3. Select filtering threshold (optional). If this option is selected, a gene is kept for the subsequent analysis if it has a count larger or equal to the selected filtering threshold in at least n samples, where n is the number of samples in the smallest experiment group.
4. Select normalization method (optional). You can perform quantile normalization to normalize the expression values across the samples.
Output
Data and preprocessing quality can be checked in the different output tables and figures:
1. Normalized expression matrix (interactive). The table of normalized expression values is provided and can be downloaded. The expression profile of a gene can be viewed by clicking on the table.
2. Boxplots (static). The boxplots show the distribution of expression values for all samples.

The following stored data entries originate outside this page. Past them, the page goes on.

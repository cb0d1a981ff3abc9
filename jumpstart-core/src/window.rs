use std::cell::Cell;
use std::fmt;
use std::rc::Rc;

/// Opaque native window handle (HWND on Win32, XID on X11, a counter for headless).
#[derive(Clone, Copy, Debug, PartialEq, Eq, Hash, PartialOrd, Ord)]
pub struct NativeWindowHandle(pub u64);

impl fmt::Display for NativeWindowHandle {
    fn fmt(&self, f: &mut fmt::Formatter<'_>) -> fmt::Result {
        write!(f, "{:#x}", self.0)
    }
}

#[derive(Clone, Debug, PartialEq, Eq)]
pub struct WindowConfig {
    pub width: u32,
    pub height: u32,
    pub title: String,
    pub visible: bool,
}

impl WindowConfig {
    pub fn new(width: u32, height: u32, title: impl Into<String>) -> Self {
        Self {
            width,
            height,
            title: title.into(),
            visible: true,
        }
    }

    pub fn with_visible(mut self, visible: bool) -> Self {
        self.visible = visible;
        self
    }
}

/// State mutated by event dispatch. Shared between the [`Window`] and the registry.
#[derive(Debug, Default)]
pub struct WindowState {
    should_close: Cell<bool>,
}

impl WindowState {
    pub fn should_close(&self) -> bool {
        self.should_close.get()
    }

    pub fn request_close(&self) {
        self.should_close.set(true);
    }
}

/// A platform window owned by its creator until passed to `destroy_window`.
///
/// Dropping it without `destroy_window` leaves the native window open until the next
/// `poll_events` of the system that created it.
#[derive(Debug)]
pub struct Window {
    pub(crate) handle: Option<NativeWindowHandle>,
    pub(crate) config: WindowConfig,
    pub(crate) state: Rc<WindowState>,
}

impl Window {
    pub(crate) fn new(handle: NativeWindowHandle, config: WindowConfig) -> Self {
        Self {
            handle: Some(handle),
            config,
            state: Rc::new(WindowState::default()),
        }
    }

    /// `None` once the window has been destroyed.
    pub fn handle(&self) -> Option<NativeWindowHandle> {
        self.handle
    }

    pub fn config(&self) -> &WindowConfig {
        &self.config
    }

    pub fn title(&self) -> &str {
        &self.config.title
    }

    pub fn resolution(&self) -> (u32, u32) {
        (self.config.width, self.config.height)
    }

    pub fn should_close(&self) -> bool {
        self.state.should_close()
    }

    pub fn is_destroyed(&self) -> bool {
        self.handle.is_none()
    }
}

3. Density plots (interactive). Similar to the boxplots, the density plot shows the distribution of expression values for all samples.
4. Correlation plot (interactive). The correlation plot shows the sample-wise correlations. You can choose between different linkage and clustering methods.
5. PCA plot (interactive). 2D and 3D PCA plots can be viewed to assess data quality.
6. Table of pre-processing settings (static). An overview of the selected pre-processing settings is provided and can be downloaded. This ensures reproducibility of your analysis.
Input
Statistical analysis is performed using the limma package, including Voom transformation. To perform statistical analysis, you can provide three inputs:
1. Statistical comparison(s). You can select one or more statistical comparisons of interest. Note that the direction of the statistical comparison is usually defined as Case - Control.
2. Covariates. You can adjust for continuous (e.g., age) and categorical (e.g., sex, tissue) covariates.
3. Gene annotation. You can add gene annotations from the Ensembl database using the biomaRt package. For example, if you have ENTREZ gene IDs annotations, you can use this option to add gene symbols or Ensembl gene IDs to the statistics output. Please note that if you select this option, the time required for the statistical analysis will increase significantly.
Output
For each of the selected statistical comparisons, the following output are provided:
1. Top table (interactive). A table with the relevant statistics as calculated by limma.
2. Histograms (interactive) of the p-value and logFC distribution.
3. Volcano plot (interactive).
Input
After the statistical analysis, you can perform geneset (i.e., Gene Ontology, KEGG and WikiPathways) overrepresentation analysis (ORA). For this, you can select from various options:
1. Statistical comparison. Select the statistical comparison for which you want to perform ORA.
2. Geneset collection. Select from Gene Ontology (GO)-Biological Process (BP), -Cellular Component (CC), and -Molecular Function (MF), as well as WikiPathways geneset collections.
3. Differentially expressed genes. Indicate whether you want to perform ORA on up- and/or downregulated genes. Furhermore, you can also indicate whether the differentially expressed genes should be selected based on a p-value/logFC threshold or whether ORA should simply be performed on the top most significantly up/downregulated genes.
4. Gene identifier. Select which column contains the gene identifiers and what type of identifiers these are (e.g., ENTREZG, Ensembl, or gene symbol). Furthermore, indicate to which organism the gene identifiers belong.
</br>Output
Data and preprocessing quality can be checked in the different outputs and QC plots:
1. ORA table. Table with the statistics of the ORA. This table can be downloaded.
2. Barchart of the most significantly overrepresented genesets. You can select the number of genesets in the chart.
3. Network of the most significantly overrepresented genesets. The edge thickness is proportional to the Jaccard Index (i.e., number of shared genes/total number of gene in both genesets). You can select the network layout and number of genesets in the network.